10th Chennai International Documentary and Short Film Festival 2022
21-27 Feb, multiple venues, Chennai
Venue : Periyar Thidal, Chennai
Jointly organised by Self Respect Media and MARUPAKKAM
23 Feb 2022, Wednesday
5.30 pm
Moving Upstream : Ganga (Dir : Shridhar Sudhir; 105 min; Documentary; India; Competition)
The 'Moving Upstream: Ganga’ documentary was filmed over 6 months on a 3000km walk along River Ganga in India. This documentary explores the idea of walking, people’s responses to a walking traveler in this fast paced era and an evolving relationship with the natural world. It does this while also amplifying the voices and concerns of the riparian community.
Backstage (Dir: Lipika Singh Darai; 85 min; Documentary; India; Competition)
The film portrays the lives and times of puppeteers of Odisha, India. It documents four forms of puppetry; the glove, the string, the rod and the shadow, which are now being performed by their last generation of artists. After them, the art form will probably die. The folk art form, which is as vulnerable as its performers who mostly belong to the lower strata of the society in terms of caste and economy, is experiencing a silent death. The filmmaker builds a personal narrative to trace the time a dying art form is going through.

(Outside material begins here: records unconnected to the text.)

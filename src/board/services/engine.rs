//! Input routing from raw press/move/release events to the drag services.

use super::{
    BeginDrag, BoardMutator, CancelReason, DragOutcome, DragSessionController, DragStart,
    GestureRecognizer, HitTester, IgnoredPress, PendingRelease, PressSignal, TapKind,
};
use crate::board::{
    config::{DragConfig, DragConfigError},
    domain::{
        ContainerId, DragPhase, DragSnapshot, InputModality, ItemId, Point, PointerId, PressEvent,
    },
    ports::{BoardStore, ContainerGeometry, Haptics, InputSurface, SessionObserver},
};
use chrono::{DateTime, Utc};
use mockable::Clock;
use std::sync::Arc;
use tracing::{debug, trace, warn};

/// Collaborators supplied by the presentation and data layers.
pub struct DragCollaborators<G, S, I, O, H> {
    /// Live column geometry.
    pub geometry: Arc<G>,
    /// Item/column store.
    pub store: Arc<S>,
    /// Input surface for gesture-scoped listeners.
    pub surface: Arc<I>,
    /// Session and commit observer.
    pub observer: Arc<O>,
    /// Haptic feedback.
    pub haptics: Arc<H>,
}

/// Result of a press.
#[derive(Debug, Clone)]
pub enum PressOutcome {
    /// No session and no pending press.
    Ignored(IgnoredPress),
    /// A touch long press is pending until `deadline`.
    Pending {
        /// Activation time; call [`DragEngine::tick`] once it passes.
        deadline: DateTime<Utc>,
    },
    /// A drag session started.
    DragStarted(DragSnapshot),
    /// The pressing pointer already owned a gesture whose release was lost.
    /// That gesture was terminated and the new press ignored.
    Conflict(ReleaseOutcome),
}

/// Result of a release or cancellation.
#[derive(Debug, Clone)]
pub enum ReleaseOutcome {
    /// The pointer owned no gesture.
    Ignored,
    /// A pending press was released before activation.
    Tap(TapKind),
    /// A pending press was interrupted before activation.
    Abandoned,
    /// A drag session terminated.
    Finished(DragOutcome),
}

/// Drag-and-drop engine for the board.
///
/// Single-threaded and event-driven: every method runs to completion on the
/// caller's thread. The only deferred work is the touch long press, exposed
/// as [`DragEngine::pending_deadline`] and fired by [`DragEngine::tick`].
pub struct DragEngine<G, S, I, O, H, C>
where
    G: ContainerGeometry,
    S: BoardStore,
    I: InputSurface,
    O: SessionObserver,
    H: Haptics,
    C: Clock,
{
    recognizer: GestureRecognizer,
    controller: DragSessionController<G, S, I, O>,
    haptics: Arc<H>,
    clock: Arc<C>,
}

impl<G, S, I, O, H, C> DragEngine<G, S, I, O, H, C>
where
    G: ContainerGeometry,
    S: BoardStore,
    I: InputSurface,
    O: SessionObserver,
    H: Haptics,
    C: Clock,
{
    /// Creates an idle engine.
    ///
    /// # Errors
    ///
    /// Returns the [`DragConfig::validate`] error when the timing policy is
    /// inconsistent.
    pub fn new(
        collaborators: DragCollaborators<G, S, I, O, H>,
        clock: Arc<C>,
        config: DragConfig,
    ) -> Result<Self, DragConfigError> {
        config.validate()?;
        let DragCollaborators {
            geometry,
            store,
            surface,
            observer,
            haptics,
        } = collaborators;
        let controller = DragSessionController::new(
            HitTester::new(geometry),
            BoardMutator::new(store),
            surface,
            observer,
        );
        Ok(Self {
            recognizer: GestureRecognizer::new(config),
            controller,
            haptics,
            clock,
        })
    }

    /// Returns the current gesture phase.
    #[must_use]
    pub const fn phase(&self) -> DragPhase {
        if self.controller.is_active() {
            DragPhase::Dragging
        } else if self.recognizer.pending().is_some() {
            DragPhase::Pressed
        } else {
            DragPhase::Idle
        }
    }

    /// Returns a snapshot of the live session.
    #[must_use]
    pub fn snapshot(&self) -> Option<DragSnapshot> {
        self.controller.snapshot()
    }

    /// Returns when the pending long press activates, so the host can
    /// schedule a one-shot timer that calls [`DragEngine::tick`].
    #[must_use]
    pub fn pending_deadline(&self) -> Option<DateTime<Utc>> {
        self.recognizer.pending_deadline()
    }

    /// Handles a pointer-down or touch-start.
    ///
    /// Presses on cards the store does not know are ignored before any
    /// timer is armed, whatever the modality.
    pub fn press(&mut self, event: &PressEvent) -> PressOutcome {
        if let Some(active) = self.controller.active_for(event.pointer_id) {
            let outcome = active.cancel(CancelReason::ConflictingPress);
            return PressOutcome::Conflict(ReleaseOutcome::Finished(outcome));
        }
        if self.controller.is_active() {
            trace!(pointer_id = %event.pointer_id, "press ignored while dragging");
            return PressOutcome::Ignored(IgnoredPress::Busy);
        }
        if self.recognizer.interrupt(event.pointer_id) {
            debug!(pointer_id = %event.pointer_id, "stale long press dropped");
            return PressOutcome::Conflict(ReleaseOutcome::Abandoned);
        }
        if event.target.is_draggable()
            && let Err(reason) = self.resolve_origin(event.target.item_id())
        {
            return PressOutcome::Ignored(reason);
        }

        match self.recognizer.press(event, self.clock.utc()) {
            PressSignal::Ignored(reason) => {
                trace!(pointer_id = %event.pointer_id, reason = ?reason, "press ignored");
                PressOutcome::Ignored(reason)
            }
            PressSignal::Pending { deadline } => {
                debug!(
                    pointer_id = %event.pointer_id,
                    item_id = %event.target.item_id(),
                    "long press armed"
                );
                PressOutcome::Pending { deadline }
            }
            PressSignal::Start(start) => match self.start_drag(start) {
                Ok(snapshot) => PressOutcome::DragStarted(snapshot),
                Err(reason) => PressOutcome::Ignored(reason),
            },
        }
    }

    /// Fires the pending long press if its deadline has passed.
    ///
    /// Returns the new session's snapshot when a drag started.
    pub fn tick(&mut self) -> Option<DragSnapshot> {
        let start = self.recognizer.poll(self.clock.utc())?;
        self.start_drag(start).ok()
    }

    /// Handles pointer movement.
    ///
    /// Returns the updated snapshot while the pointer owns a session.
    pub fn pointer_moved(
        &mut self,
        pointer_id: PointerId,
        position: Point,
    ) -> Option<DragSnapshot> {
        if let Some(mut active) = self.controller.active_for(pointer_id) {
            return active.update(position);
        }
        self.recognizer.track(pointer_id, position);
        None
    }

    /// Handles pointer-up or touch-end.
    pub fn release(&mut self, pointer_id: PointerId) -> ReleaseOutcome {
        if let Some(active) = self.controller.active_for(pointer_id) {
            return ReleaseOutcome::Finished(active.end());
        }

        match self.recognizer.release(pointer_id, self.clock.utc()) {
            PendingRelease::NotPending => ReleaseOutcome::Ignored,
            PendingRelease::Tap(kind) => {
                trace!(pointer_id = %pointer_id, kind = ?kind, "press released before activation");
                ReleaseOutcome::Tap(kind)
            }
            PendingRelease::Activated(start) => {
                if self.start_drag(start).is_err() {
                    return ReleaseOutcome::Ignored;
                }
                self.controller
                    .active_for(pointer_id)
                    .map_or(ReleaseOutcome::Ignored, |active| {
                        ReleaseOutcome::Finished(active.end())
                    })
            }
        }
    }

    /// Handles touch-cancel, capture loss or a scroll takeover.
    pub fn cancel(&mut self, pointer_id: PointerId, reason: CancelReason) -> ReleaseOutcome {
        if let Some(active) = self.controller.active_for(pointer_id) {
            return ReleaseOutcome::Finished(active.cancel(reason));
        }
        if self.recognizer.interrupt(pointer_id) {
            debug!(pointer_id = %pointer_id, reason = ?reason, "long press interrupted");
            return ReleaseOutcome::Abandoned;
        }
        ReleaseOutcome::Ignored
    }

    fn resolve_origin(&self, item_id: &ItemId) -> Result<ContainerId, IgnoredPress> {
        match self.controller.mutator().current_container(item_id) {
            Ok(Some(origin)) => Ok(origin),
            Ok(None) => {
                debug!(item_id = %item_id, "press ignored, item not on board");
                Err(IgnoredPress::UnknownItem)
            }
            Err(err) => {
                warn!(item_id = %item_id, error = %err, "item lookup failed");
                Err(IgnoredPress::UnknownItem)
            }
        }
    }

    fn start_drag(&mut self, start: DragStart) -> Result<DragSnapshot, IgnoredPress> {
        let origin = self.resolve_origin(&start.item_id)?;

        let modality = start.modality;
        let snapshot = self
            .controller
            .begin(BeginDrag {
                pointer_id: start.pointer_id,
                item_id: start.item_id,
                origin_container_id: origin,
                position: start.position,
                modality,
                started_at: start.pressed_at,
            })
            .and_then(|active| active.snapshot())
            .ok_or(IgnoredPress::Busy)?;

        if modality == InputModality::Touch {
            self.pulse();
        }
        Ok(snapshot)
    }

    fn pulse(&self) {
        let duration = self.recognizer.config().haptic_pulse();
        if let Err(err) = self.haptics.pulse(duration) {
            trace!(error = %err, "haptic pulse skipped");
        }
    }
}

Perceptions from a Modern Witch Hunt : The Making of a She-Devil
(Dir : Sourav Roychowdhury; 45.44 min; Documentary; India; Non competition)
Perceptions from a Modern Witch Hunt: The Making of a She-Devil is a social documentary about a Witch Hunt that took place in 2017, in Bardhaman district of West Bengal, India.
25 Feb 2022, Friday
11 am
Ushiku (Dir : Thomas Ash; 87 min; Documentary; Japan; Non competition)
“Ushiku” takes viewers deep into the psychological and physical environment inhabited by foreign detainees in one of the largest immigration detention facilities in Japan. On the eve of Japan's recent--and highly contentious--immigration reform efforts, the filmmaker eludes press embargoes the government has imposed on its immigration facilities, bringing viewers into immediate contact with the detainees, many of whom are refugees seeking asylum
2 pm
Longing (Dir : Bani Singh; 89.42 min; Documentary; India; Competition)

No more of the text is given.